##### DATA PROVIDED #####

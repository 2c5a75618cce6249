//! Sessions to remote tool servers speaking the Model Context Protocol.
//!
//! A server is described by an [`McpServerConfig`] (stdio, SSE or streamable
//! HTTP transport) and driven through an [`McpSession`] with an explicit
//! `connect`/`cleanup` lifecycle and a cached tool listing.

use serde_json::{Map, Value};
use thiserror::Error;

pub mod config;
pub mod session;

pub use config::{McpConfig, McpServerConfig, McpTransport};
pub use session::{McpSession, McpSessionScope, SessionState};

/// Errors from the MCP session layer.
#[derive(Debug, Error)]
pub enum McpError {
    /// An operation that needs a live session was called without one.
    #[error("MCP server `{0}` is not connected; call `connect()` first")]
    NotConnected(String),
    /// The transport could not be set up (bad command, bad URL, bad headers).
    #[error("failed to start MCP transport for `{name}`: {detail}")]
    Transport { name: String, detail: String },
    /// Transport came up but the initialize handshake failed.
    #[error("MCP handshake with `{name}` failed: {detail}")]
    Handshake { name: String, detail: String },
    /// A request on an established session failed.
    #[error("MCP request to `{name}` failed: {detail}")]
    Request { name: String, detail: String },
    /// The configuration file or record is invalid.
    #[error("invalid MCP configuration: {0}")]
    Config(String),
    #[error("IO error: {0}")]
    Io(#[from] std::io::Error),
    #[error("JSON error: {0}")]
    Json(#[from] serde_json::Error),
}

/// A tool advertised by an MCP server, reduced to the transport-independent
/// fields the registry needs.
#[derive(Debug, Clone, PartialEq)]
pub struct McpToolInfo {
    pub name: String,
    pub description: String,
    /// JSON-Schema for the tool's arguments.
    pub schema: Value,
}

impl From<rmcp::model::Tool> for McpToolInfo {
    fn from(tool: rmcp::model::Tool) -> Self {
        let mut schema_map: Map<String, Value> = Map::new();
        for (k, v) in tool.input_schema.as_ref().iter() {
            schema_map.insert(k.clone(), v.clone());
        }
        McpToolInfo {
            name: tool.name.into_owned(),
            description: tool.description.into_owned(),
            schema: Value::Object(schema_map),
        }
    }
}

/// Cached tool listing with an explicit dirty flag.
///
/// The cache starts dirty so tools are fetched at least once.
#[derive(Debug)]
pub(crate) struct ToolsCache {
    tools: Option<Vec<McpToolInfo>>,
    dirty: bool,
}

impl Default for ToolsCache {
    fn default() -> Self {
        Self {
            tools: None,
            dirty: true,
        }
    }
}

impl ToolsCache {
    /// The cached listing, when caching is enabled and the cache is clean.
    pub(crate) fn cached(&self, enabled: bool) -> Option<Vec<McpToolInfo>> {
        if enabled && !self.dirty {
            self.tools.clone()
        } else {
            None
        }
    }

    pub(crate) fn store(&mut self, tools: Vec<McpToolInfo>) {
        self.tools = Some(tools);
        self.dirty = false;
    }

    pub(crate) fn invalidate(&mut self) {
        self.dirty = true;
    }
}
//! Per-run tunables and their merge semantics.

use serde::{Deserialize, Serialize};

use tangent::chat::BackendOptions;

/// Bound on the number of turns in a run.
#[derive(Debug, Clone, Copy, PartialEq, Eq, Serialize, Deserialize)]
#[serde(rename_all = "snake_case")]
pub enum TurnLimit {
    /// No bound; the caller is responsible for termination.
    Unbounded,
    Limit(usize),
}

/// Bound on a token counter.
#[derive(Debug, Clone, Copy, PartialEq, Eq, Serialize, Deserialize)]
#[serde(rename_all = "snake_case")]
pub enum TokenLimit {
    Unbounded,
    Limit(u64),
}

impl TokenLimit {
    pub fn limit(&self) -> Option<u64> {
        match self {
            TokenLimit::Unbounded => None,
            TokenLimit::Limit(n) => Some(*n),
        }
    }
}

/// Options for an agent run.
///
/// Every field is tri-state: `None` means "not given" and inherits from the
/// options underneath when merging; `Some(...)` overrides. Defaults are
/// applied only once, at resolution: `max_turns` falls back to 10 turns,
/// token limits to unbounded, flags to off.
#[derive(Debug, Clone, Default, PartialEq)]
pub struct AgentOptions {
    /// Options forwarded to the backend; `None` uses the backend's defaults.
    pub backend_options: Option<BackendOptions>,
    pub max_turns: Option<TurnLimit>,
    pub max_total_tokens: Option<TokenLimit>,
    pub max_prompt_tokens: Option<TokenLimit>,
    pub max_completion_tokens: Option<TokenLimit>,
    /// Run the turn's tool calls concurrently instead of in emission order.
    pub parallel_tool_calling: Option<bool>,
    /// Record reasoning traces and emit them as stream events.
    pub log_reasoning: Option<bool>,
}

impl AgentOptions {
    pub fn new() -> Self {
        Self::default()
    }

    pub fn with_backend_options(mut self, options: BackendOptions) -> Self {
        self.backend_options = Some(options);
        self
    }

    pub fn with_max_turns(mut self, turns: usize) -> Self {
        self.max_turns = Some(TurnLimit::Limit(turns));
        self
    }

    pub fn with_unbounded_turns(mut self) -> Self {
        self.max_turns = Some(TurnLimit::Unbounded);
        self
    }

    pub fn with_max_total_tokens(mut self, tokens: u64) -> Self {
        self.max_total_tokens = Some(TokenLimit::Limit(tokens));
        self
    }

    pub fn with_max_prompt_tokens(mut self, tokens: u64) -> Self {
        self.max_prompt_tokens = Some(TokenLimit::Limit(tokens));
        self
    }

    pub fn with_max_completion_tokens(mut self, tokens: u64) -> Self {
        self.max_completion_tokens = Some(TokenLimit::Limit(tokens));
        self
    }

    pub fn with_parallel_tool_calling(mut self, parallel: bool) -> Self {
        self.parallel_tool_calling = Some(parallel);
        self
    }

    pub fn with_log_reasoning(mut self, log_reasoning: bool) -> Self {
        self.log_reasoning = Some(log_reasoning);
        self
    }

    /// Overlay `other` on top of `self`: fields given on `other` win.
    pub fn merge(&self, other: &AgentOptions) -> AgentOptions {
        AgentOptions {
            backend_options: other
                .backend_options
                .clone()
                .or_else(|| self.backend_options.clone()),
            max_turns: other.max_turns.or(self.max_turns),
            max_total_tokens: other.max_total_tokens.or(self.max_total_tokens),
            max_prompt_tokens: other.max_prompt_tokens.or(self.max_prompt_tokens),
            max_completion_tokens: other.max_completion_tokens.or(self.max_completion_tokens),
            parallel_tool_calling: other.parallel_tool_calling.or(self.parallel_tool_calling),
            log_reasoning: other.log_reasoning.or(self.log_reasoning),
        }
    }

    pub(crate) fn resolve(&self) -> ResolvedOptions {
        ResolvedOptions {
            backend_options: self.backend_options.clone(),
            max_turns: self.max_turns.unwrap_or(TurnLimit::Limit(10)),
            max_total_tokens: self.max_total_tokens.unwrap_or(TokenLimit::Unbounded),
            max_prompt_tokens: self.max_prompt_tokens.unwrap_or(TokenLimit::Unbounded),
            max_completion_tokens: self.max_completion_tokens.unwrap_or(TokenLimit::Unbounded),
            parallel_tool_calling: self.parallel_tool_calling.unwrap_or(false),
            log_reasoning: self.log_reasoning.unwrap_or(false),
        }
    }
}

/// Options with run defaults applied.
#[derive(Debug, Clone)]
pub(crate) struct ResolvedOptions {
    pub backend_options: Option<BackendOptions>,
    pub max_turns: TurnLimit,
    pub max_total_tokens: TokenLimit,
    pub max_prompt_tokens: TokenLimit,
    pub max_completion_tokens: TokenLimit,
    pub parallel_tool_calling: bool,
    pub log_reasoning: bool,
}

impl ResolvedOptions {
    /// The tightest configured token limit, if any.
    pub fn min_token_limit(&self) -> Option<u64> {
        [
            self.max_total_tokens,
            self.max_prompt_tokens,
            self.max_completion_tokens,
        ]
        .iter()
        .filter_map(TokenLimit::limit)
        .min()
    }
}
//! Per-model unit prices used to derive the estimated cost of a response.

use serde::{Deserialize, Serialize};
use std::collections::HashMap;

use crate::Usage;

/// Unit prices for a single model, in USD per 1000 tokens.
#[derive(Debug, Clone, Copy, PartialEq, Serialize, Deserialize)]
pub struct ModelPricing {
    /// Price of 1000 prompt tokens.
    pub prompt_per_1k: f64,
    /// Price of 1000 completion tokens.
    pub completion_per_1k: f64,
}

impl ModelPricing {
    pub fn new(prompt_per_1k: f64, completion_per_1k: f64) -> Self {
        Self {
            prompt_per_1k,
            completion_per_1k,
        }
    }

    /// Cost of a request with the given token counts.
    pub fn cost(&self, prompt_tokens: u64, completion_tokens: u64) -> f64 {
        (prompt_tokens as f64 / 1000.0) * self.prompt_per_1k
            + (completion_tokens as f64 / 1000.0) * self.completion_per_1k
    }

    /// Cost of the request(s) accounted for by `usage`.
    pub fn cost_of(&self, usage: &Usage) -> f64 {
        self.cost(usage.prompt_tokens, usage.completion_tokens)
    }
}

/// A price table keyed by model name.
#[derive(Debug, Clone, Default)]
pub struct PricingRegistry {
    prices: HashMap<String, ModelPricing>,
}

impl PricingRegistry {
    pub fn new() -> Self {
        Self::default()
    }

    pub fn insert(&mut self, model: impl Into<String>, pricing: ModelPricing) -> &mut Self {
        self.prices.insert(model.into(), pricing);
        self
    }

    pub fn get(&self, model: &str) -> Option<ModelPricing> {
        self.prices.get(model).copied()
    }
}
//! Scripted backend for unit tests.

use async_trait::async_trait;
use futures::stream;
use parking_lot::Mutex;
use serde_json::{Map, Value};
use std::collections::VecDeque;

use tangent::chat::{
    BackendOptions, ChatBackend, ChunkEvent, ChunkStream, Conversation, ToolChoice, ToolSchema,
};
use tangent::error::BackendError;
use tangent::{ToolCall, Usage};

/// One scripted backend response, emitted as a chunk stream.
#[derive(Debug, Clone)]
pub struct ScriptedResponse {
    pub text: Vec<String>,
    pub reasoning: Option<String>,
    pub tool_calls: Vec<ToolCall>,
    pub usage: Usage,
}

impl ScriptedResponse {
    pub fn text(content: &str, usage: Usage) -> Self {
        Self {
            text: vec![content.to_string()],
            reasoning: None,
            tool_calls: Vec::new(),
            usage,
        }
    }

    pub fn tool_calls(calls: Vec<ToolCall>, usage: Usage) -> Self {
        Self {
            text: Vec::new(),
            reasoning: None,
            tool_calls: calls,
            usage,
        }
    }

    pub fn with_reasoning(mut self, reasoning: &str) -> Self {
        self.reasoning = Some(reasoning.to_string());
        self
    }

    pub fn with_text_chunks(mut self, chunks: &[&str]) -> Self {
        self.text = chunks.iter().map(|c| c.to_string()).collect();
        self
    }
}

/// What the backend saw on one call; recorded for assertions.
#[derive(Debug, Clone)]
pub struct RecordedCall {
    pub message_count: usize,
    pub tool_names: Vec<String>,
    pub tool_choice: Option<ToolChoice>,
    pub max_tokens: Option<u32>,
}

/// A backend that plays back a script of responses and records what it was
/// asked.
#[derive(Default)]
pub struct MockBackend {
    script: Mutex<VecDeque<ScriptedResponse>>,
    recorded: Mutex<Vec<RecordedCall>>,
    fixed_token_count: Option<u64>,
}

impl MockBackend {
    pub fn new(responses: Vec<ScriptedResponse>) -> Self {
        Self {
            script: Mutex::new(responses.into()),
            recorded: Mutex::new(Vec::new()),
            fixed_token_count: None,
        }
    }

    /// Make `count_tokens` return a fixed value, for budget tests.
    pub fn with_token_count(mut self, count: u64) -> Self {
        self.fixed_token_count = Some(count);
        self
    }

    pub fn recorded(&self) -> Vec<RecordedCall> {
        self.recorded.lock().clone()
    }

    pub fn calls_made(&self) -> usize {
        self.recorded.lock().len()
    }
}

#[async_trait]
impl ChatBackend for MockBackend {
    async fn generate_stream(
        &self,
        conversation: &Conversation,
        options: &BackendOptions,
        tools: Option<&[ToolSchema]>,
        tool_choice: Option<&ToolChoice>,
    ) -> Result<ChunkStream, BackendError> {
        self.recorded.lock().push(RecordedCall {
            message_count: conversation.len(),
            tool_names: tools
                .map(|tools| tools.iter().map(|t| t.name.clone()).collect())
                .unwrap_or_default(),
            tool_choice: tool_choice.cloned(),
            max_tokens: options.max_tokens,
        });

        let Some(response) = self.script.lock().pop_front() else {
            return Err(BackendError::Connection("mock script exhausted".to_string()));
        };

        let mut chunks: Vec<Result<ChunkEvent, BackendError>> = Vec::new();
        if let Some(reasoning) = response.reasoning {
            chunks.push(Ok(ChunkEvent::Reasoning(reasoning)));
        }
        for text in response.text {
            chunks.push(Ok(ChunkEvent::Text(text)));
        }
        for call in response.tool_calls {
            chunks.push(Ok(ChunkEvent::ToolCall(call)));
        }
        chunks.push(Ok(ChunkEvent::Usage(response.usage)));

        Ok(Box::pin(stream::iter(chunks)))
    }

    fn count_tokens(&self, conversation: &Conversation) -> u64 {
        match self.fixed_token_count {
            Some(count) => count,
            None => conversation
                .messages()
                .iter()
                .map(|m| m.content_text().len() as u64)
                .sum(),
        }
    }
}

/// Build an arguments map from (key, value) pairs.
pub fn args(pairs: &[(&str, Value)]) -> Map<String, Value> {
    pairs
        .iter()
        .map(|(k, v)| (k.to_string(), v.clone()))
        .collect()
}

#####

- _EXERCISE BRIEF_
Starting at the line above that holds "pub fn cost(&self, prompt_tokens: u64, completion_tokens: u64)" and ending at the line that holds "pub fn with_reasoning(mut", transcribe each line exactly and include no other lines.

- _OUTPUT FOR THIS TASK_
    pub fn cost(&self, prompt_tokens: u64, completion_tokens: u64) -> f64 {
        (prompt_tokens as f64 / 1000.0) * self.prompt_per_1k
            + (completion_tokens as f64 / 1000.0) * self.completion_per_1k
    }

    /// Cost of the request(s) accounted for by `usage`.
    pub fn cost_of(&self, usage: &Usage) -> f64 {
        self.cost(usage.prompt_tokens, usage.completion_tokens)
    }
}

/// A price table keyed by model name.
#[derive(Debug, Clone, Default)]
pub struct PricingRegistry {
    prices: HashMap<String, ModelPricing>,
}

impl PricingRegistry {
    pub fn new() -> Self {
        Self::default()
    }

    pub fn insert(&mut self, model: impl Into<String>, pricing: ModelPricing) -> &mut Self {
        self.prices.insert(model.into(), pricing);
        self
    }

    pub fn get(&self, model: &str) -> Option<ModelPricing> {
        self.prices.get(model).copied()
    }
}
//! Scripted backend for unit tests.

use async_trait::async_trait;
use futures::stream;
use parking_lot::Mutex;
use serde_json::{Map, Value};
use std::collections::VecDeque;

use tangent::chat::{
    BackendOptions, ChatBackend, ChunkEvent, ChunkStream, Conversation, ToolChoice, ToolSchema,
};
use tangent::error::BackendError;
use tangent::{ToolCall, Usage};

/// One scripted backend response, emitted as a chunk stream.
#[derive(Debug, Clone)]
pub struct ScriptedResponse {
    pub text: Vec<String>,
    pub reasoning: Option<String>,
    pub tool_calls: Vec<ToolCall>,
    pub usage: Usage,
}

impl ScriptedResponse {
    pub fn text(content: &str, usage: Usage) -> Self {
        Self {
            text: vec![content.to_string()],
            reasoning: None,
            tool_calls: Vec::new(),
            usage,
        }
    }

    pub fn tool_calls(calls: Vec<ToolCall>, usage: Usage) -> Self {
        Self {
            text: Vec::new(),
            reasoning: None,
            tool_calls: calls,
            usage,
        }
    }

    pub fn with_reasoning(mut self, reasoning: &str) -> Self {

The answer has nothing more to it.